● MATERIAL FOR THIS EXERCISE:
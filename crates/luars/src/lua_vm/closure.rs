use std::cell::RefCell;
use std::rc::Rc;

use crate::lua_value::Value;
use crate::lua_vm::LuaVM;
use crate::lua_vm::lua_error::LuaResult;

/// Immutable, compiled shape of a function (spec §3 "Function prototype").
pub struct Prototype {
    pub instructions: Vec<u32>,
    pub constants: Vec<Value>,
    pub prototypes: Vec<Rc<Prototype>>,
    pub num_upvalues: u8,
    pub num_params: u8,
    pub is_vararg: bool,
    pub max_stack_size: u8,
}

/// A register cell shared between a frame and any closures capturing it
/// (spec §9 "Upvalue cells"). Every register is born as one of these, so
/// MOVE-bound upvalue capture is just `Rc::clone`; `CLOSE` swaps the slot
/// for a fresh cell so future writes stop being visible through old
/// captures, which is the whole open/close distinction the reference VM
/// needs — there is nothing else to "close" once registers are always
/// heap cells.
pub type Cell = Rc<RefCell<Value>>;

pub fn new_cell(v: Value) -> Cell {
    Rc::new(RefCell::new(v))
}

/// Prototype + the upvalue bindings captured at the moment CLOSURE ran
/// (spec §3 "Closure"). Each closure owns its own upvalue list even when
/// built from the same prototype.
pub struct Closure {
    pub prototype: Rc<Prototype>,
    pub upvalues: Vec<Cell>,
}

/// A host-language callable registered as a first-class value (spec §4.H).
pub struct HostFunction {
    pub name: String,
    func: Box<dyn Fn(&[Value], &mut LuaVM) -> LuaResult<Vec<Value>>>,
}

impl HostFunction {
    pub fn new(
        name: impl Into<String>,
        func: impl Fn(&[Value], &mut LuaVM) -> LuaResult<Vec<Value>> + 'static,
    ) -> Self {
        Self {
            name: name.into(),
            func: Box::new(func),
        }
    }

    pub fn call(&self, args: &[Value], vm: &mut LuaVM) -> LuaResult<Vec<Value>> {
        (self.func)(args, vm)
    }
}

● WHAT THE TASK ASKS:
Write out the lines of the entries, word for word, from the first through the one containing "moment CLOSURE ran", and stop at that line.

● TASK RESPONSE:
filename crates/luars/src/lua_vm/closure.rs
use std::cell::RefCell;
use std::rc::Rc;

use crate::lua_value::Value;
use crate::lua_vm::LuaVM;
use crate::lua_vm::lua_error::LuaResult;

/// Immutable, compiled shape of a function (spec §3 "Function prototype").
pub struct Prototype {
    pub instructions: Vec<u32>,
    pub constants: Vec<Value>,
    pub prototypes: Vec<Rc<Prototype>>,
    pub num_upvalues: u8,
    pub num_params: u8,
    pub is_vararg: bool,
    pub max_stack_size: u8,
}

/// A register cell shared between a frame and any closures capturing it
/// (spec §9 "Upvalue cells"). Every register is born as one of these, so
/// MOVE-bound upvalue capture is just `Rc::clone`; `CLOSE` swaps the slot
/// for a fresh cell so future writes stop being visible through old
/// captures, which is the whole open/close distinction the reference VM
/// needs — there is nothing else to "close" once registers are always
/// heap cells.
pub type Cell = Rc<RefCell<Value>>;

pub fn new_cell(v: Value) -> Cell {
    Rc::new(RefCell::new(v))
}

/// Prototype + the upvalue bindings captured at the moment CLOSURE ran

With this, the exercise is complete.